Entries taken from a collection:
========

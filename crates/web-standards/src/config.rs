use std::path::{Path, PathBuf};
use std::str::FromStr;

use crate::error::AppError;
use crate::loader::SPECS_FILE;

/// What to do when the WebIDL, CSS or elements dataset cannot be loaded.
#[derive(Debug, Clone, Copy, PartialEq, Eq, Default)]
pub enum LoadFailurePolicy {
    /// Log the failure and serve an empty collection.
    #[default]
    Degrade,
    /// Surface the failure to the caller; the next access retries the load.
    Fail,
}

impl FromStr for LoadFailurePolicy {
    type Err = AppError;

    fn from_str(s: &str) -> Result<Self, Self::Err> {
        match s.trim().to_ascii_lowercase().as_str() {
            "degrade" => Ok(Self::Degrade),
            "fail" => Ok(Self::Fail),
            other => Err(AppError::Config(format!(
                "WEB_STANDARDS_ON_LOAD_FAILURE must be 'degrade' or 'fail', got '{other}'"
            ))),
        }
    }
}

/// Application configuration loaded explicitly from environment variables.
#[derive(Debug, Clone)]
pub struct Config {
    /// Directory holding the bundled data package (specs.json, idl/, css.json, elements/).
    pub data_path: String,
    pub on_load_failure: LoadFailurePolicy,
    /// When set, serve MCP over TCP on this address instead of stdio.
    pub tcp_listen_addr: Option<String>,
}

impl Config {
    /// Required:
    /// - `WEB_STANDARDS_DATA_PATH`: path to the bundled data package
    ///
    /// Optional:
    /// - `WEB_STANDARDS_ON_LOAD_FAILURE`: "degrade" (default) or "fail"
    /// - `MCP_TCP_LISTEN_ADDR`: TCP listen address, e.g. "127.0.0.1:4030"
    pub fn from_env() -> Result<Self, AppError> {
        Self::from_lookup(|key| std::env::var(key).ok())
    }

    fn from_lookup(lookup: impl Fn(&str) -> Option<String>) -> Result<Self, AppError> {
        let data_path = lookup("WEB_STANDARDS_DATA_PATH").ok_or_else(|| {
            AppError::Config("WEB_STANDARDS_DATA_PATH environment variable is required".to_string())
        })?;

        let specs = Path::new(&data_path).join(SPECS_FILE);
        if !specs.exists() {
            return Err(AppError::Config(format!(
                "required file not found: {}",
                specs.display()
            )));
        }

        let on_load_failure = match lookup("WEB_STANDARDS_ON_LOAD_FAILURE") {
            Some(value) => value.parse()?,
            None => LoadFailurePolicy::default(),
        };

        Ok(Self {
            data_path,
            on_load_failure,
            tcp_listen_addr: lookup("MCP_TCP_LISTEN_ADDR").filter(|addr| !addr.trim().is_empty()),
        })
    }

    pub fn data_path(&self) -> PathBuf {
        Path::new(&self.data_path).to_path_buf()
    }
}
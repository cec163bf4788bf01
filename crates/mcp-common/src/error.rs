/// Error types shared across MCP server crates.
///
/// These errors represent failures reading the bundled data package (missing files,
/// unreadable directories, malformed JSON). Application-specific errors should be defined
/// in each server crate and wrap `CommonError` via `#[from]`.
use std::path::PathBuf;

#[derive(Debug, thiserror::Error)]
pub enum CommonError {
    #[error("failed to read {}: {source}", .path.display())]
    Io {
        path: PathBuf,
        #[source]
        source: std::io::Error,
    },

    #[error("malformed JSON in {}: {source}", .path.display())]
    Json {
        path: PathBuf,
        #[source]
        source: serde_json::Error,
    },

    #[error("data file has no usable name: {}", .0.display())]
    InvalidFileName(PathBuf),
}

========

All lines from the top of the data through the line containing "retries the load." need to be retyped exactly, and nothing more.

— Solution below —
filename crates/web-standards/src/config.rs
use std::path::{Path, PathBuf};
use std::str::FromStr;

use crate::error::AppError;
use crate::loader::SPECS_FILE;

/// What to do when the WebIDL, CSS or elements dataset cannot be loaded.
#[derive(Debug, Clone, Copy, PartialEq, Eq, Default)]
pub enum LoadFailurePolicy {
    /// Log the failure and serve an empty collection.
    #[default]
    Degrade,
    /// Surface the failure to the caller; the next access retries the load.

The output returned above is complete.